| Problem |
From the records below, copy out exactly the lines from the one containing "let budget = 4" to the one containing "forward along the", both included. Add nothing else.

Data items
^^^^

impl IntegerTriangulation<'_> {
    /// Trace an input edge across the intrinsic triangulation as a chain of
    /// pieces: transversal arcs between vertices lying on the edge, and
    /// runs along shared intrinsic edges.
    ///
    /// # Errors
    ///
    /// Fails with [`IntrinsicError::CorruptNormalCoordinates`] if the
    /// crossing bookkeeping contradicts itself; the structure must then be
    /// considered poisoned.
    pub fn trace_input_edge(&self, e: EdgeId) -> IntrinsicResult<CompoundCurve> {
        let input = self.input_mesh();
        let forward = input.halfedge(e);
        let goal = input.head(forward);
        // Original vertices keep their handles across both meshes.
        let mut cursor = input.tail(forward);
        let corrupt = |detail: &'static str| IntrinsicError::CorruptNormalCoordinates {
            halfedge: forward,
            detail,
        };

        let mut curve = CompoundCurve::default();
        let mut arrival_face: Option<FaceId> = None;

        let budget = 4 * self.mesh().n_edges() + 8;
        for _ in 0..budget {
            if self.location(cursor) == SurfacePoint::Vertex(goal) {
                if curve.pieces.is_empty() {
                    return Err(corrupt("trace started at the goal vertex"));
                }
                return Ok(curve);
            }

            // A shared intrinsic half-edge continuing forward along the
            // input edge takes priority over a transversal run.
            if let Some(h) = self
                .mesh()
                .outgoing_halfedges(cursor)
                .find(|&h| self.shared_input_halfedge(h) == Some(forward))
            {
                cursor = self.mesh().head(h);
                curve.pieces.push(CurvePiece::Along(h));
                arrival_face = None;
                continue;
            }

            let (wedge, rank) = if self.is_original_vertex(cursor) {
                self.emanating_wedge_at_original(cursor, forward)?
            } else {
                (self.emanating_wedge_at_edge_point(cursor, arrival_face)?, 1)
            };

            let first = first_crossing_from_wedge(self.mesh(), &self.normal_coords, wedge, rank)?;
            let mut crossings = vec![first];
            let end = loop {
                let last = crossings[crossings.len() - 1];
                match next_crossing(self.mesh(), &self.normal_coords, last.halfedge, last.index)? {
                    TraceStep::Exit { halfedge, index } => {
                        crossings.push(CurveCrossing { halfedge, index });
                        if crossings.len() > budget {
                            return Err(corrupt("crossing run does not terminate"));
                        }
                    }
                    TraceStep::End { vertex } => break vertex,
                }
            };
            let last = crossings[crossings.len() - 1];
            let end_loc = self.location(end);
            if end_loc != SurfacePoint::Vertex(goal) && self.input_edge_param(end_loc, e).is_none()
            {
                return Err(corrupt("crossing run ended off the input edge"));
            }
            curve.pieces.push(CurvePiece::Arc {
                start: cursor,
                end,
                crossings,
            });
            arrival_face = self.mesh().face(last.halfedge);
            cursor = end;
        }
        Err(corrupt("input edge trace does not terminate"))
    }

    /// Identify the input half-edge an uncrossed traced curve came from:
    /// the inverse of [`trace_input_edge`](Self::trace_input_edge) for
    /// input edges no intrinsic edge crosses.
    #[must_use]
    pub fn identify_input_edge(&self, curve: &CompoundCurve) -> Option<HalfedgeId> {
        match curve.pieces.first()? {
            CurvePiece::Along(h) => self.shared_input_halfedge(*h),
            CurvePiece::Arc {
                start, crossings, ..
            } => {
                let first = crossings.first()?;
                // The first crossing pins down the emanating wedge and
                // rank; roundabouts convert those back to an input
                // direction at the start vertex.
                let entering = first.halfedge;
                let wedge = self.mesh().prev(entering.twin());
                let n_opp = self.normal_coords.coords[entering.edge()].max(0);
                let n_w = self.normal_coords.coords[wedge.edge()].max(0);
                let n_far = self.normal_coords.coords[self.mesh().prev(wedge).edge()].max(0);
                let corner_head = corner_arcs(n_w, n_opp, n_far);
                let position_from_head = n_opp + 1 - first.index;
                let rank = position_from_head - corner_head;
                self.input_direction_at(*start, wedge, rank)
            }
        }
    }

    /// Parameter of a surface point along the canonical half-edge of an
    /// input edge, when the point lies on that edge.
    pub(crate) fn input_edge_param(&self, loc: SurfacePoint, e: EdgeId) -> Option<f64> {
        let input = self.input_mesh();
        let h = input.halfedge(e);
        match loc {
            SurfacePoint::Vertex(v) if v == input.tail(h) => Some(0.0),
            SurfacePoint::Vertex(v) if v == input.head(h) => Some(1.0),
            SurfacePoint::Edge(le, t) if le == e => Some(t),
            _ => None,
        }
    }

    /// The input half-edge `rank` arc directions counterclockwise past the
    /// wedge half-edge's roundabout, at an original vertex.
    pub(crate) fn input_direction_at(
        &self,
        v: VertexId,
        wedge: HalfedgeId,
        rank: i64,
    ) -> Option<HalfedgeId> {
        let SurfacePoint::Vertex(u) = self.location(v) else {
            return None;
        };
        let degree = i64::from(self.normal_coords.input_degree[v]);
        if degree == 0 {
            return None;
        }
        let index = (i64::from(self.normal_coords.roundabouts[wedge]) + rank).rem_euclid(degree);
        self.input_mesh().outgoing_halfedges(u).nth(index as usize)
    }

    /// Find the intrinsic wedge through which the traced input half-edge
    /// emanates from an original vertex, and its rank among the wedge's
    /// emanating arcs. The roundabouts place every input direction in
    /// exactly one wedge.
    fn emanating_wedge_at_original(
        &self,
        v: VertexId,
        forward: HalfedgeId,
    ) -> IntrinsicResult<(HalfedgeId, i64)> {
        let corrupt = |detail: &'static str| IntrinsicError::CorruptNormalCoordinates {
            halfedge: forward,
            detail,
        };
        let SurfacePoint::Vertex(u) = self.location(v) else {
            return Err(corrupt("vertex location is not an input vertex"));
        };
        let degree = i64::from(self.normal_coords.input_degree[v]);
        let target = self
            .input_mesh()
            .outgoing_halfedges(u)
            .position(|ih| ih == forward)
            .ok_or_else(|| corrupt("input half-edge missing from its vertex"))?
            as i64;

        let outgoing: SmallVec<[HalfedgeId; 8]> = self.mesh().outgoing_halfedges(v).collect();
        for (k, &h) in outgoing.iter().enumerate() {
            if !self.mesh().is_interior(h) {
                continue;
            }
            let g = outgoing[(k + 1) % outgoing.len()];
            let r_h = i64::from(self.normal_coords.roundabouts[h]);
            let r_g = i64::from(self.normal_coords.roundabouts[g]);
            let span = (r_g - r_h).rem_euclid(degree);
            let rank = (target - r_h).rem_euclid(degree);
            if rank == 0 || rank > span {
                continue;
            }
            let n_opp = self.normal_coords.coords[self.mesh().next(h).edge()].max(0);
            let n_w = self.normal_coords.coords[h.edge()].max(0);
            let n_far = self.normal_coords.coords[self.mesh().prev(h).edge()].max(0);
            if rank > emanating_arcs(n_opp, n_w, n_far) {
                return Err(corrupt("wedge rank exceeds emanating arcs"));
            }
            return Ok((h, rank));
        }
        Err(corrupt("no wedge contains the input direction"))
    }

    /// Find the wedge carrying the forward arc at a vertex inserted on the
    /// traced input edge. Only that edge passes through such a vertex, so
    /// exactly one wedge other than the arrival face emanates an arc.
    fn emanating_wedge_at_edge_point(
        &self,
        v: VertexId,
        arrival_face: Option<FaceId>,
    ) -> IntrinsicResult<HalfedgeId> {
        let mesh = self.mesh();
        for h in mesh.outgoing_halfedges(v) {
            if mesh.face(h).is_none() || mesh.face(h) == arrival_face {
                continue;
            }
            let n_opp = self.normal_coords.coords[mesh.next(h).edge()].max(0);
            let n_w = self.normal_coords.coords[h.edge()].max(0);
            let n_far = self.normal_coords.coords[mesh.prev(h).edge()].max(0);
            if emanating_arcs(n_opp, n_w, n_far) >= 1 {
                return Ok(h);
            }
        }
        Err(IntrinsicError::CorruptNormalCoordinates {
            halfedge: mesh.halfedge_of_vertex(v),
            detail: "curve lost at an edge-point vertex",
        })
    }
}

^^^^

| Response |
        let budget = 4 * self.mesh().n_edges() + 8;
        for _ in 0..budget {
            if self.location(cursor) == SurfacePoint::Vertex(goal) {
                if curve.pieces.is_empty() {
                    return Err(corrupt("trace started at the goal vertex"));
                }
                return Ok(curve);
            }

            // A shared intrinsic half-edge continuing forward along the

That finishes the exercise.